The best of both worlds in terms of RNG families:
LCG-based RNGs have well-known issues. The PCG approach does a really nice job of making LCGs useful by making the output function non-trivial.
XBGs like Xorshiro and Xorshift have some very bad behavior when they encounter states with not enough bits set—which are guaranteed to eventually occur since they have full period. LCG-based RNGs don’t have this problem.
Combining the output of an LCG-based RNG with the output of an XBG allows the LCG “carry the weight” while the XBG is going through a rough patch. The output will be as good as the LCG-based RNG, which would still be quite decent.
The XBG will similarly mask statistical issues that the LCG might have.
There might be a clever approach to splitting with this kind of “two engines” RNG design. An obvious trick is to perturb the state of the LCG engine but not the XBG engine, or vice versa.

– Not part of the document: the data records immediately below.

use chrono::{DateTime, Utc};

use super::schema::Database;
use super::types::{
    DatabaseError, Feed, FeedDbRow, FeedMetadata, FeedSchedule, FeedSeed, PollOutcome,
};
use crate::scheduler::BackoffPolicy;

const FEED_COLUMNS: &str = "link, domain, title, subtitle, site_link, image_url, icon_path, \
     last_polled_at, last_error, consecutive_failures, next_poll_at";

impl Database {
    // ========================================================================
    // Feed Operations
    // ========================================================================

    /// Insert a feed, or merge the seed's explicit fields into the stored row.
    pub async fn upsert_feed(&self, seed: &FeedSeed) -> Result<(), DatabaseError> {
        self.sync_feeds(std::slice::from_ref(seed)).await
    }

    /// Sync feeds from the configuration document in a single transaction.
    ///
    /// New feeds are inserted and become due immediately. For feeds that
    /// already exist, fields present in the seed overwrite the stored value
    /// and absent fields keep whatever is stored. Schedule state is never
    /// touched.
    pub async fn sync_feeds(&self, seeds: &[FeedSeed]) -> Result<(), DatabaseError> {
        if seeds.is_empty() {
            return Ok(());
        }

        let mut tx = self.pool.begin().await?;

        for seed in seeds {
            sqlx::query(
                r#"
                INSERT INTO feeds (link, domain, title, subtitle, image_url)
                VALUES (?, ?, COALESCE(?, ''), COALESCE(?, ''), ?)
                ON CONFLICT(link) DO UPDATE SET
                    domain = COALESCE(?, feeds.domain),
                    title = COALESCE(?, feeds.title),
                    subtitle = COALESCE(?, feeds.subtitle),
                    image_url = COALESCE(?, feeds.image_url)
            "#,
            )
            .bind(&seed.link)
            .bind(seed.resolved_domain())
            .bind(&seed.title)
            .bind(&seed.subtitle)
            .bind(&seed.image_url)
            .bind(&seed.domain)
            .bind(&seed.title)
            .bind(&seed.subtitle)
            .bind(&seed.image_url)
            .execute(&mut *tx)
            .await?;
        }

        tx.commit().await?;
        Ok(())
    }

    /// All feeds, ordered by title.
    pub async fn list_feeds(&self) -> Result<Vec<Feed>, DatabaseError> {
        let rows: Vec<FeedDbRow> = sqlx::query_as(&format!(
            "SELECT {FEED_COLUMNS} FROM feeds ORDER BY title COLLATE NOCASE, link"
        ))
        .fetch_all(&self.pool)
        .await?;

        Ok(rows.into_iter().map(FeedDbRow::into_feed).collect())
    }

    pub async fn get_feed(&self, link: &str) -> Result<Option<Feed>, DatabaseError> {
        let row: Option<FeedDbRow> =
            sqlx::query_as(&format!("SELECT {FEED_COLUMNS} FROM feeds WHERE link = ?"))
                .bind(link)
                .fetch_optional(&self.pool)
                .await?;

        Ok(row.map(FeedDbRow::into_feed))
    }

    /// Feeds whose next poll is due at `now`, oldest-due first.
    ///
    /// Ties are broken by link so the order is stable across ticks.
    pub async fn list_due_feeds(&self, now: DateTime<Utc>) -> Result<Vec<Feed>, DatabaseError> {
        let rows: Vec<FeedDbRow> = sqlx::query_as(&format!(
            "SELECT {FEED_COLUMNS} FROM feeds WHERE next_poll_at <= ? ORDER BY next_poll_at ASC, link ASC"
        ))
        .bind(now.timestamp())
        .fetch_all(&self.pool)
        .await?;

        Ok(rows.into_iter().map(FeedDbRow::into_feed).collect())
    }

    // ========================================================================
    // Schedule Operations
    // ========================================================================

    /// Record the outcome of a poll and schedule the next one.
    ///
    /// Runs in one transaction: the failure counter, last error, last
    /// successful poll and next eligible poll always change together.
    ///
    /// - Success: failures reset to 0, next poll at `at + base_interval`.
    /// - Failure: failures incremented, next poll at
    ///   `at + min(base_interval * 2^failures, max_interval)`.
    pub async fn record_poll_result(
        &self,
        feed_link: &str,
        outcome: &PollOutcome,
        policy: &BackoffPolicy,
    ) -> Result<FeedSchedule, DatabaseError> {
        let at = outcome.at();
        let mut tx = self.pool.begin().await?;

        let schedule = match outcome {
            PollOutcome::Success { .. } => {
                let next_poll_at = policy.next_poll_at(at, 0);
                let result = sqlx::query(
                    "UPDATE feeds SET last_polled_at = ?, last_error = NULL, \
                     consecutive_failures = 0, next_poll_at = ? WHERE link = ?",
                )
                .bind(at.timestamp())
                .bind(next_poll_at.timestamp())
                .bind(feed_link)
                .execute(&mut *tx)
                .await?;

                if result.rows_affected() == 0 {
                    return Err(DatabaseError::UnknownFeed(feed_link.to_string()));
                }

                FeedSchedule {
                    consecutive_failures: 0,
                    next_poll_at,
                }
            }
            PollOutcome::Failure { error, .. } => {
                let failures: Option<(i64,)> = sqlx::query_as(
                    "UPDATE feeds SET consecutive_failures = consecutive_failures + 1, last_error = ? \
                     WHERE link = ? RETURNING consecutive_failures",
                )
                .bind(error)
                .bind(feed_link)
                .fetch_optional(&mut *tx)
                .await?;

                let Some((failures,)) = failures else {
                    return Err(DatabaseError::UnknownFeed(feed_link.to_string()));
                };
                let consecutive_failures = u32::try_from(failures).unwrap_or(u32::MAX);
                let next_poll_at = policy.next_poll_at(at, consecutive_failures);

                sqlx::query("UPDATE feeds SET next_poll_at = ? WHERE link = ?")
                    .bind(next_poll_at.timestamp())
                    .bind(feed_link)
                    .execute(&mut *tx)
                    .await?;

                FeedSchedule {
                    consecutive_failures,
                    next_poll_at,
                }
            }
        };

        tx.commit().await?;
        Ok(schedule)
    }

    // ========================================================================
    // Metadata Operations
    // ========================================================================

    /// Fill feed metadata discovered in a fetched document.
    ///
    /// Only empty stored fields are filled, so values from the configuration
    /// document always take precedence over what the feed says about itself.
    /// The homepage link follows the latest document that names one.
    pub async fn apply_feed_metadata(
        &self,
        feed_link: &str,
        metadata: &FeedMetadata,
    ) -> Result<(), DatabaseError> {
        sqlx::query(
            r#"
            UPDATE feeds SET
                title = CASE WHEN title = '' THEN COALESCE(?, '') ELSE title END,
                subtitle = CASE WHEN subtitle = '' THEN COALESCE(?, '') ELSE subtitle END,
                site_link = COALESCE(?, site_link),
                image_url = COALESCE(image_url, ?)
            WHERE link = ?
        "#,
        )
        .bind(&metadata.title)
        .bind(&metadata.subtitle)
        .bind(&metadata.site_link)
        .bind(&metadata.image_url)
        .bind(feed_link)
        .execute(&self.pool)
        .await?;
        Ok(())
    }

    /// Point the feed at its downloaded icon.
    pub async fn set_feed_icon(&self, feed_link: &str, icon_path: &str) -> Result<(), DatabaseError> {
        sqlx::query("UPDATE feeds SET icon_path = ? WHERE link = ?")
            .bind(icon_path)
            .bind(feed_link)
            .execute(&self.pool)
            .await?;
        Ok(())
    }
}
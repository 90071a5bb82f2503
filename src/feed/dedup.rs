use std::collections::HashSet;

use crate::storage::{CandidatePost, Database, DatabaseError};

/// Drop candidates already stored under `feed_link`, and repeated links
/// within the batch (first occurrence wins). Order is preserved.
///
/// Read-only: concurrent pollers of the same feed are excluded by the
/// scheduler, and `upsert_posts` ignores stored links anyway.
pub async fn filter_new(
    db: &Database,
    feed_link: &str,
    candidates: Vec<CandidatePost>,
) -> Result<Vec<CandidatePost>, DatabaseError> {
    let mut seen = HashSet::with_capacity(candidates.len());
    let unique: Vec<CandidatePost> = candidates
        .into_iter()
        .filter(|post| seen.insert(post.link.clone()))
        .collect();

    if unique.is_empty() {
        return Ok(unique);
    }

    let links: Vec<&str> = unique.iter().map(|p| p.link.as_str()).collect();
    let existing = db.existing_post_links(feed_link, &links).await?;

    Ok(unique
        .into_iter()
        .filter(|post| !existing.contains(&post.link))
        .collect())
}
/// Feed-scoped failure of one poll. Recorded as the feed's `last_error`.
#[derive(Debug, Error)]
pub enum PollError {
    #[error(transparent)]
    Fetch(#[from] FetchError),
    #[error(transparent)]
    Parse(#[from] ParseError),
    #[error(transparent)]
    Store(#[from] DatabaseError),
}

#[derive(Debug, Clone, Copy, Default, PartialEq, Eq)]
pub struct PollSummary {
    /// Entries that parsed into candidate posts
    pub candidates: usize,
    pub new_posts: usize,
    /// Entries dropped for lacking a link
    pub skipped_entries: usize,
    pub fallback_dates: usize,
}

/// What happened to one dispatched feed.
#[derive(Debug)]
pub enum PollReport {
    /// Another poll of the same feed was in flight; nothing was fetched
    Skipped,
    Succeeded {
        summary: PollSummary,
        schedule: FeedSchedule,
    },
    /// `schedule` is `None` only if the failure itself could not be recorded
    Failed {
        error: PollError,
        schedule: Option<FeedSchedule>,
    },
}

impl PollReport {
    pub fn is_success(&self) -> bool {
        matches!(self, PollReport::Succeeded { .. })
    }
}

/// Totals over the polls a run has joined.
#[derive(Debug, Clone, Copy, Default, PartialEq, Eq)]
pub struct PollerStats {
    pub succeeded: usize,
    pub failed: usize,
    pub skipped: usize,
    pub panicked: usize,
    pub new_posts: usize,
}

impl PollerStats {
    fn record(&mut self, report: &PollReport) {
        match report {
            PollReport::Succeeded { summary, .. } => {
                self.succeeded += 1;
                self.new_posts += summary.new_posts;
            }
            PollReport::Failed { .. } => self.failed += 1,
            PollReport::Skipped => self.skipped += 1,
        }
    }
}
use chrono::{DateTime, Utc};
use serde::Serialize;
use thiserror::Error;

// ============================================================================
// Error Types
// ============================================================================

/// Database-specific errors with user-friendly messages
#[derive(Debug, Error)]
pub enum DatabaseError {
    /// Another process holds the database lock
    #[error("Another gazette instance appears to be using the database. Please stop it and try again.")]
    InstanceLocked,

    /// Migration failed
    #[error("Database migration failed: {0}")]
    Migration(String),

    /// Operation referenced a feed link that is not stored
    #[error("Unknown feed: {0}")]
    UnknownFeed(String),

    /// Generic database error
    #[error("Database error: {0}")]
    Other(#[from] sqlx::Error),
}

impl DatabaseError {
    /// Check if a sqlx error indicates database locking
    pub(crate) fn from_sqlx(err: sqlx::Error) -> Self {
        let error_string = err.to_string().to_lowercase();

        // SQLITE_BUSY (5), SQLITE_LOCKED (6), SQLITE_CANTOPEN (14)
        if error_string.contains("database is locked")
            || error_string.contains("database table is locked")
            || error_string.contains("sqlite_busy")
            || error_string.contains("sqlite_locked")
            || error_string.contains("unable to open database file")
        {
            return DatabaseError::InstanceLocked;
        }

        DatabaseError::Other(err)
    }
}

// ============================================================================
// Timestamps
// ============================================================================

/// Timestamps are stored as unix seconds and surfaced as UTC.
pub(crate) fn from_unix(secs: i64) -> DateTime<Utc> {
    DateTime::from_timestamp(secs, 0).unwrap_or_default()
}

// ============================================================================
// Input Types
// ============================================================================

/// A feed as declared in the configuration document.
///
/// Only `link` is required. Absent optional fields never overwrite data that
/// is already stored for the feed.
#[derive(Debug, Clone, Default)]
pub struct FeedSeed {
    pub link: String,
    pub domain: Option<String>,
    pub title: Option<String>,
    pub subtitle: Option<String>,
    pub image_url: Option<String>,
}

impl FeedSeed {
    pub fn new(link: impl Into<String>) -> Self {
        Self {
            link: link.into(),
            ..Default::default()
        }
    }

    /// Domain to store when the feed is first inserted: the explicit override,
    /// else the link's host without a leading `www.`.
    pub fn resolved_domain(&self) -> String {
        self.domain
            .clone()
            .or_else(|| domain_from_link(&self.link))
            .unwrap_or_default()
    }
}

/// Host of `link` with a leading `www.` removed.
pub fn domain_from_link(link: &str) -> Option<String> {
    let url = url::Url::parse(link).ok()?;
    let host = url.host_str()?;
    Some(host.strip_prefix("www.").unwrap_or(host).to_string())
}

/// Feed-level metadata read from a fetched document.
#[derive(Debug, Clone, Default, PartialEq)]
pub struct FeedMetadata {
    pub title: Option<String>,
    pub subtitle: Option<String>,
    pub site_link: Option<String>,
    pub image_url: Option<String>,
}

/// A post parsed from a fetch result, not yet checked against stored posts.
#[derive(Debug, Clone, PartialEq)]
pub struct CandidatePost {
    pub link: String,
    pub title: String,
    pub author: Option<String>,
    pub published_at: DateTime<Utc>,
    /// `published_at` is the ingestion time because the entry had no usable date
    pub published_is_fallback: bool,
    /// Category terms, in document order
    pub tags: Vec<String>,
}

/// Result of one poll, as recorded against the feed's schedule.
#[derive(Debug, Clone)]
pub enum PollOutcome {
    Success { at: DateTime<Utc> },
    Failure { at: DateTime<Utc>, error: String },
}

impl PollOutcome {
    pub fn at(&self) -> DateTime<Utc> {
        match self {
            PollOutcome::Success { at } | PollOutcome::Failure { at, .. } => *at,
        }
    }
}

/// Schedule state written by `record_poll_result`.
#[derive(Debug, Clone, Copy, PartialEq, Eq)]
pub struct FeedSchedule {
    pub consecutive_failures: u32,
    pub next_poll_at: DateTime<Utc>,
}

// ============================================================================
// Row Types
// ============================================================================

/// Internal row type for feed queries (used by sqlx FromRow)
#[derive(Debug, sqlx::FromRow)]
pub(crate) struct FeedDbRow {
    pub link: String,
    pub domain: String,
    pub title: String,
    pub subtitle: String,
    pub site_link: Option<String>,
    pub image_url: Option<String>,
    pub icon_path: Option<String>,
    pub last_polled_at: Option<i64>,
    pub last_error: Option<String>,
    pub consecutive_failures: i64,
    pub next_poll_at: i64,
}

impl FeedDbRow {
    pub(crate) fn into_feed(self) -> Feed {
        Feed {
            link: self.link,
            domain: self.domain,
            title: self.title,
            subtitle: self.subtitle,
            site_link: self.site_link,
            image_url: self.image_url,
            icon_path: self.icon_path,
            last_polled_at: self.last_polled_at.map(from_unix),
            last_error: self.last_error,
            consecutive_failures: u32::try_from(self.consecutive_failures).unwrap_or(0),
            next_poll_at: from_unix(self.next_poll_at),
        }
    }
}

/// Internal row type for post queries (used by sqlx FromRow)
#[derive(Debug, sqlx::FromRow)]
pub(crate) struct PostDbRow {
    pub id: i64,
    pub feed_link: String,
    pub link: String,
    pub title: String,
    pub author: Option<String>,
    pub published_at: i64,
    pub first_seen_at: i64,
    pub published_is_fallback: bool,
    /// JSON array of strings
    pub tags: String,
}

impl PostDbRow {
    pub(crate) fn into_post(self) -> Post {
        Post {
            id: self.id,
            feed_link: self.feed_link,
            link: self.link,
            title: self.title,
            author: self.author,
            published_at: from_unix(self.published_at),
            first_seen_at: from_unix(self.first_seen_at),
            published_is_fallback: self.published_is_fallback,
            tags: serde_json::from_str(&self.tags).unwrap_or_default(),
        }
    }
}

// ============================================================================
// Data Structures
// ============================================================================

/// Feed data from database
#[derive(Debug, Clone, Serialize)]
pub struct Feed {
    pub link: String,
    pub domain: String,
    pub title: String,
    pub subtitle: String,
    /// Homepage the feed document points at
    pub site_link: Option<String>,
    /// Remote icon source, from configuration or the feed document
    pub image_url: Option<String>,
    /// Local icon file, set once the icon has been downloaded
    pub icon_path: Option<String>,
    /// Last successful poll
    pub last_polled_at: Option<DateTime<Utc>>,
    pub last_error: Option<String>,
    pub consecutive_failures: u32,
    pub next_poll_at: DateTime<Utc>,
}

/// Post data from database
#[derive(Debug, Clone, Serialize)]
pub struct Post {
    #[serde(skip)]
    pub id: i64,
    pub feed_link: String,
    pub link: String,
    pub title: String,
    pub author: Option<String>,
    pub published_at: DateTime<Utc>,
    pub first_seen_at: DateTime<Utc>,
    pub published_is_fallback: bool,
    pub tags: Vec<String>,
}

Since the LCG and XBG have periods that differ by one, changing one but not the other is guaranteed to jump the overall RNG state by a large amount.
This is cute, but I think you’re just making an exact collision more likely in exchange for making landing somewhere near another task in the overall RNG sequence impossible. I’m not sure that’s a good tradeoff. Exact collisions seem worse.
Ok, that makes sense. So s4 is not a part of the RNG, does that not mean you can cache s0..s3 and restore them after initiating the child? Would that advance the splitmix state, but not change the period of the RNG? You’d need to mix in the s4 in seeding the child to avoid that problem, would an XOR work here?
I doubt I’ll come up with something helpful, but I’ve been following the thread with great interest, I hope you’ll indulge my curiosity.